On the ground and excited electronic states of LaCO and AcCO†

Abstract

High-level ab initio electronic structure analysis of correlated lanthanide- and actinide-based species is laborious to perform and consequently limited in the literature. In the present work, the ground and electronically excited states of LaCO and AcCO molecules were explored utilizing the multireference configuration interaction (MRCI), Davidson corrected MRCI (MRCI+Q), and coupled cluster singles doubles and perturbative triples [CCSD(T)] quantum chemical tools conjoined with correlation consistent triple-ζ and quadruple-ζ quality all-electron Douglas–Kroll (DK) basis sets. The full potential energy curves (PECs), dissociation energies (D_es), excitation energies (T_es), bond lengths (r_es), harmonic vibrational frequencies (ω_es), and chemical bonding patterns of low-lying electronic states of LaCO and AcCO are introduced.

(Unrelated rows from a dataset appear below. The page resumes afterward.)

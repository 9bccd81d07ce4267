//! Primary-interface IP lookup for the standby screen.

use std::net::UdpSocket;

/// Address of the interface that routes to the wider network, or
/// `Not connected`.
///
/// Connecting a UDP socket transmits nothing; it only asks the kernel
/// to pick a route, which reveals the source address that a default
/// route would use. Works the same for WiFi and wired interfaces.
pub fn local_ip() -> String {
    let probed = UdpSocket::bind("0.0.0.0:0").and_then(|socket| {
        socket.connect("8.8.8.8:53")?;
        socket.local_addr()
    });
    match probed {
        Ok(addr) if !addr.ip().is_unspecified() => addr.ip().to_string(),
        _ => "Not connected".to_owned(),
    }
}
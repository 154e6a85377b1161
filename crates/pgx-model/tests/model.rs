//! Tests for pgx-model types.

use pgx_model::{
    ClassificationRequest, CypPhenotypeRow, Gene, GeneInput, MarkerDefinition, ModelError,
    Phenotype, RecommendationRow, ReferenceData,
};

fn marker(gene: Gene, column: &str, rsid: &str) -> MarkerDefinition {
    MarkerDefinition {
        gene,
        column: column.to_string(),
        rsid: rsid.to_string(),
        ref_allele: "C".to_string(),
        var_allele: "T".to_string(),
        star_allele: "*2A".to_string(),
        options: vec!["-/-".to_string(), "C/C".to_string(), "C/T".to_string()],
    }
}

fn cyp_row(diplotype: &str, summary: &str) -> CypPhenotypeRow {
    CypPhenotypeRow {
        diplotype: diplotype.to_string(),
        summary: summary.to_string(),
    }
}

fn rec_row(gene: Gene, phenotype: &str, text: &str) -> RecommendationRow {
    RecommendationRow {
        gene,
        phenotype: phenotype.to_string(),
        rec_text: text.to_string(),
    }
}

#[test]
fn reference_groups_markers_in_table_order() {
    let data = ReferenceData::new(
        vec![
            marker(Gene::Dpyd, "DPYD_2A", "rs3918290"),
            marker(Gene::Ugt1a1, "UGT1A1_80", "rs887829"),
            marker(Gene::Dpyd, "DPYD_13", "rs55886062"),
        ],
        vec![],
        vec![],
        vec![],
    )
    .expect("reference data");

    let columns: Vec<&str> = data
        .markers(Gene::Dpyd)
        .iter()
        .map(|m| m.column.as_str())
        .collect();
    assert_eq!(columns, vec!["DPYD_2A", "DPYD_13"]);
    assert!(data.markers(Gene::Cyp2d6).is_empty());
    assert_eq!(data.marker_count(), 3);
    assert_eq!(
        data.marker_by_rsid(Gene::Ugt1a1, "RS887829")
            .map(|m| m.column.as_str()),
        Some("UGT1A1_80")
    );
}

#[test]
fn reference_rejects_duplicate_columns_within_gene() {
    let err = ReferenceData::new(
        vec![
            marker(Gene::Dpyd, "DPYD_2A", "rs3918290"),
            marker(Gene::Dpyd, "DPYD_2A", "rs55886062"),
        ],
        vec![],
        vec![],
        vec![],
    )
    .unwrap_err();
    assert!(matches!(err, ModelError::DuplicateColumn { gene: Gene::Dpyd, .. }));
}

#[test]
fn reference_allows_same_column_in_different_genes() {
    let data = ReferenceData::new(
        vec![
            marker(Gene::Dpyd, "SNP1", "rs1"),
            marker(Gene::Cyp2d6, "SNP1", "rs2"),
        ],
        vec![],
        vec![],
        vec![],
    );
    assert!(data.is_ok());
}

#[test]
fn cyp2d6_lookup_is_exact_and_first_row_wins() {
    let data = ReferenceData::new(
        vec![],
        vec![],
        vec![
            cyp_row("*1/*4", "Intermediate Metabolizer"),
            cyp_row("*1/*4", "Normal Metabolizer"),
        ],
        vec![],
    )
    .expect("reference data");
    assert_eq!(data.cyp2d6_summary("*1/*4"), Some("Intermediate Metabolizer"));
    assert_eq!(data.cyp2d6_summary("*4/*1"), None);
}

#[test]
fn long_recommendation_matches_by_category_in_table_order() {
    let data = ReferenceData::new(
        vec![],
        vec![],
        vec![],
        vec![
            rec_row(Gene::Cyp2d6, "Metabolizador intermedio", "first"),
            rec_row(Gene::Dpyd, "Metabolizador intermedio", "dpyd"),
            rec_row(Gene::Cyp2d6, "Intermediate Metabolizer", "second"),
        ],
    )
    .expect("reference data");
    assert_eq!(
        data.long_recommendation(Gene::Cyp2d6, Phenotype::Intermediate),
        Some("first")
    );
    assert_eq!(
        data.long_recommendation(Gene::Dpyd, Phenotype::Intermediate),
        Some("dpyd")
    );
    assert_eq!(data.long_recommendation(Gene::Ugt1a1, Phenotype::Poor), None);
}

#[test]
fn request_defaults_follow_gene_modes() {
    let request: ClassificationRequest = serde_json::from_str("{}").expect("empty request");
    assert_eq!(request.dpyd, GeneInput::empty_markers());
    assert_eq!(request.ugt1a1, GeneInput::empty_markers());
    assert_eq!(request.cyp2d6, GeneInput::diplotype("*1", "*1"));
    assert_eq!(request.patient.sex, "-");
    assert_eq!(request.patient.full_name(), "");
}

#[test]
fn request_parses_tagged_inputs() {
    let json = r#"{
        "patient": {"first_name": "Ana", "last_name": "Ruiz", "record_number": "H-1"},
        "dpyd": {"mode": "markers", "genotypes": {"DPYD_2A": "C/T"}},
        "ugt1a1": {"mode": "diplotype", "allele1": "*28"},
        "cyp2d6": {"mode": "diplotype", "allele1": "*4", "allele2": "*10"}
    }"#;
    let request: ClassificationRequest = serde_json::from_str(json).expect("request");
    assert_eq!(request.patient.full_name(), "Ana Ruiz");
    match request.input(Gene::Dpyd) {
        GeneInput::Markers { genotypes } => {
            assert_eq!(genotypes.get("DPYD_2A").map(String::as_str), Some("C/T"));
        }
        other => panic!("unexpected input: {other:?}"),
    }
    assert_eq!(request.ugt1a1, GeneInput::diplotype("*28", "*1"));
    assert_eq!(request.input(Gene::Cyp2d6).mode(), "diplotype");
}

The ground electronic state of LaCO is a ⁴Σ⁻ (1σ¹1π²) which is a product of the reaction between excited La(⁴F) versus CO(X¹Σ⁺), whereas the ground state of AcCO is a 1²Π (1σ²1π¹) deriving from ground state fragments Ac(²D) + CO(X¹Σ⁺). The spin–orbit ground states of LaCO (1⁴Σ⁻_3/2) and AcCO (1²Π_1/2) bear ∼13 and 5 kcal mol⁻¹D₀ values, respectively. At the MRCI level, the spin–orbit curves, the spin–orbit mixing, and the T_es of spin–orbit states of LaCO and AcCO were also analyzed. Lastly, the density functional theory (DFT) calculations were performed applying 16 exchange–correlation functionals that span three rungs of “Jacob's ladder” of density functional approximations (DFAs) to assess DFT errors associated on the D_e and ionization energy (IE) of LaCO.